Anatomy and structure
Endogenous thrombin is a protein. It is formed in the liver as part of a biosynthesis from the inactive form prothrombin. For humans, on a genetic basis, the F2 gene on chromosome 11 in particular plays a role in this process and the formation of prothrombin. This gene extends over more than 20,000 base pairs and accounts for a full 14 exons. After transcription, the 1,997 base mRNA is translated into protein consisting of 622 amino acids. Via modifications, the product of this translation results in prothrombin and thus the precursor of thrombin, which comprises 579 amino acids. This precursor of thrombin is inactive until it is converted to thrombin in biosynthesis. This conversion occurs through the enzymatic cleavage of prothrombins. The enzymatic prothrombinase complex plays the major role in this process. The conversion of inactive prothrombins to active thrombins is vitamin K-dependent and is a step in the so-called coagulation cascade.
Function and Tasks
Thrombin catalyzes the final step in the coagulation cascade. This cascade protects the body from major blood loss and closes the wound to protect against infection. The coagulation cascade is the systematic activation of the individual coagulation factors. As a so-called serine protease, thrombin initiates the conversion of fibrinogen into fibrin.

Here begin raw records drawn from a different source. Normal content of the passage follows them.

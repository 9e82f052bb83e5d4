//! Assembles the outputs of all three engines plus page metadata into one
//! ProductShell per fetch.

use chrono::{DateTime, Utc};
use scraper::Selector;
use serde::Serialize;
use serde_json::Value;

use crate::Result;
use crate::config::ExtractionConfig;
use crate::extraction::context::ExtractionContext;
use crate::extraction::price::{PriceEngine, PriceShell};
use crate::extraction::stock::{StockEngine, StockShell};
use crate::extraction::text::{collapse_whitespace, element_text};
use crate::extraction::variants::{VariantEngine, VariantShell};
use crate::extraction::walk::{field, scalar_string, walk_json};

const MAX_IMAGES: usize = 8;

/// Everything one fetch of one page produced. Transient: the ingestion
/// service reconciles it against stored state.
#[derive(Debug, Clone, Serialize)]
pub struct ProductShell {
    pub url: String,
    pub canonical_url: Option<String>,
    pub title: Option<String>,
    pub description: Option<String>,
    pub vendor: Option<String>,
    pub images: Vec<String>,
    pub variants: Vec<VariantShell>,
    pub pricing: Option<PriceShell>,
    pub stock: Option<StockShell>,
    pub notes: Vec<String>,
    pub fetched_at: DateTime<Utc>,
}

pub struct ProductExtractor {
    variants: VariantEngine,
    prices: PriceEngine,
    stock: StockEngine,
    blob_depth: usize,
    title_sel: Selector,
    h1_sel: Selector,
    og_title_sel: Selector,
    description_sel: Selector,
    og_description_sel: Selector,
    canonical_sel: Selector,
    og_url_sel: Selector,
    site_name_sel: Selector,
    og_image_sel: Selector,
    gallery_sel: Selector,
}

impl ProductExtractor {
    pub fn new(config: &ExtractionConfig) -> Self {
        Self {
            variants: VariantEngine::new(config),
            prices: PriceEngine::new(config),
            stock: StockEngine::new(config),
            blob_depth: config.max_blob_depth,
            title_sel: Selector::parse("title").unwrap(),
            h1_sel: Selector::parse("h1").unwrap(),
            og_title_sel: Selector::parse(r#"meta[property="og:title"]"#).unwrap(),
            description_sel: Selector::parse(r#"meta[name="description"]"#).unwrap(),
            og_description_sel: Selector::parse(r#"meta[property="og:description"]"#).unwrap(),
            canonical_sel: Selector::parse(r#"link[rel="canonical"]"#).unwrap(),
            og_url_sel: Selector::parse(r#"meta[property="og:url"]"#).unwrap(),
            site_name_sel: Selector::parse(r#"meta[property="og:site_name"]"#).unwrap(),
            og_image_sel: Selector::parse(r#"meta[property="og:image"]"#).unwrap(),
            gallery_sel: Selector::parse(
                r#"img[itemprop="image"], .product img, .product-image img, .product-gallery img, .gallery img"#,
            )
            .unwrap(),
        }
    }

    pub fn extract(&self, url: &str, markup: &str) -> Result<ProductShell> {
        let ctx = ExtractionContext::from_markup(url, markup)?;

        let variants_run = self.variants.extract(&ctx);
        let price_run = self.prices.extract(&ctx);
        let stock_run = self.stock.extract(&ctx);

        let mut notes = ctx.notes().to_vec();
        notes.extend(variants_run.notes);
        notes.extend(price_run.notes);
        notes.extend(stock_run.notes);

        let variants = variants_run.result.unwrap_or_default();
        let shell = ProductShell {
            url: ctx.url.to_string(),
            canonical_url: self.canonical_url(&ctx),
            title: self.title(&ctx),
            description: self.description(&ctx),
            vendor: self.vendor(&ctx),
            images: self.images(&ctx),
            variants,
            pricing: price_run.result,
            stock: stock_run.result,
            notes,
            fetched_at: Utc::now(),
        };

        tracing::debug!(
            "Extracted {} variants from {} (price: {}, stock: {})",
            shell.variants.len(),
            shell.url,
            shell.pricing.is_some(),
            shell.stock.is_some()
        );
        Ok(shell)
    }

    fn meta_content(&self, ctx: &ExtractionContext, selector: &Selector) -> Option<String> {
        ctx.document
            .select(selector)
            .find_map(|el| el.value().attr("content"))
            .map(collapse_whitespace)
            .filter(|v| !v.is_empty())
    }

    fn title(&self, ctx: &ExtractionContext) -> Option<String> {
        self.meta_content(ctx, &self.og_title_sel)
            .or_else(|| {
                ctx.document
                    .select(&self.title_sel)
                    .next()
                    .map(|el| element_text(&el))
                    .filter(|t| !t.is_empty())
            })
            .or_else(|| {
                ctx.document
                    .select(&self.h1_sel)
                    .next()
                    .map(|el| element_text(&el))
                    .filter(|t| !t.is_empty())
            })
    }

    fn description(&self, ctx: &ExtractionContext) -> Option<String> {
        self.meta_content(ctx, &self.description_sel)
            .or_else(|| self.meta_content(ctx, &self.og_description_sel))
    }

    fn canonical_url(&self, ctx: &ExtractionContext) -> Option<String> {
        ctx.document
            .select(&self.canonical_sel)
            .find_map(|el| el.value().attr("href"))
            .and_then(|href| ctx.resolve_url(href))
            .or_else(|| {
                self.meta_content(ctx, &self.og_url_sel)
                    .and_then(|href| ctx.resolve_url(&href))
            })
    }

    fn vendor(&self, ctx: &ExtractionContext) -> Option<String> {
        if let Some(name) = self.meta_content(ctx, &self.site_name_sel) {
            return Some(name);
        }
        let mut found: Option<String> = None;
        for blob in &ctx.blobs {
            walk_json(blob, self.blob_depth, &mut |node| {
                if found.is_some() {
                    return;
                }
                let Value::Object(map) = node else {
                    return;
                };
                let Some(brand) = field(map, &["brand", "vendor", "manufacturer"]) else {
                    return;
                };
                found = match brand {
                    Value::Object(inner) => field(inner, &["name"]).and_then(scalar_string),
                    other => scalar_string(other),
                };
            });
            if found.is_some() {
                break;
            }
        }
        found
    }

    fn images(&self, ctx: &ExtractionContext) -> Vec<String> {
        let mut images = Vec::new();
        let mut push = |src: Option<&str>| {
            let Some(resolved) = src.and_then(|s| ctx.resolve_url(s)) else {
                return;
            };
            if images.len() < MAX_IMAGES && !images.contains(&resolved) {
                images.push(resolved);
            }
        };

        for meta in ctx.document.select(&self.og_image_sel) {
            push(meta.value().attr("content"));
        }
        for img in ctx.document.select(&self.gallery_sel) {
            push(
                img.value()
                    .attr("src")
                    .or_else(|| img.value().attr("data-src")),
            );
        }
        images
    }
}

For this purpose, thrombin hydrolyzes a so-called arginylglycine bond in the α- and β-chains of the fibrinogens and cleaves four polypeptides. This reduces the molecular weight from 340,000 for fibrinogens to about 270,000 daltons for fibrin. Polymerization takes place as a result of the fibrin. In the process, non-covalent bonds are formed. Through coagulation factor XIII, the covalent peptide bonds are finally formed from these bonds and coagulation is complete. In simplified terms, thrombin cleaves peptide residues from fibrinogen. Consequently, the conversion takes place proteolytically, i.e. by the degradation of proteins. In the course of this process, fibrin threads are formed from the fibrinogens. The blood changes its consistency in this way. Instead of being in liquid form, it is in the form of jelly due to the threads, which is finally processed by coagulation factor XIII into a network of fibrins. Fibrinogens are also known as coagulation factor I because of their relevance in the coagulation cascade. Thrombin serves as their catalyst in this system, thus performing clotting functions behind the scenes, so to speak, by assisting in the change of blood consistency in the event of injury.
Diseases
One of the most important diseases involving thrombin is the so-called prothrombin mutation or factor II mutation. Patients with this blood clotting disorder have an increased risk of developing a blood clot. Compared to the blood of healthy people, their blood clots more quickly. This is caused by a change in the genetic information of prothrombin. This genetic anomaly is a point mutation of the prothrombin gene. Due to the incorrect genetic information, significantly larger amounts of prothrombin are present in the patients’ blood.Therefore, their blood tends to form clots. As a consequence, thrombosis or even embolism may occur if the thrombus is carried away. Heart attacks and strokes or kidney infarctions can be the result. In combination with risk factors such as smoking or taking the contraceptive pill, vascular occlusions and infarctions occur even more frequently for those affected by the prothrombin mutation. The mutation affects about two in 100 people in Germany and can be detected by genetic analysis. Treatment with antithrombins can significantly reduce the risk of serious consequences. A deficiency of prothrombins in the blood can also be congenital. Those affected by such a deficiency suffer from a tendency to bleed. In addition to hereditary coagulation disorders, acquired bleeding tendencies may also be present, for example in the case of damage to the liver. Clotting is also sometimes disturbed in the case of deficiency symptoms. Thrombins are produced with the consumption of vitamin K, so a deficiency of this vitamin in particular can manifest itself in an insufficiency in the coagulation cascade.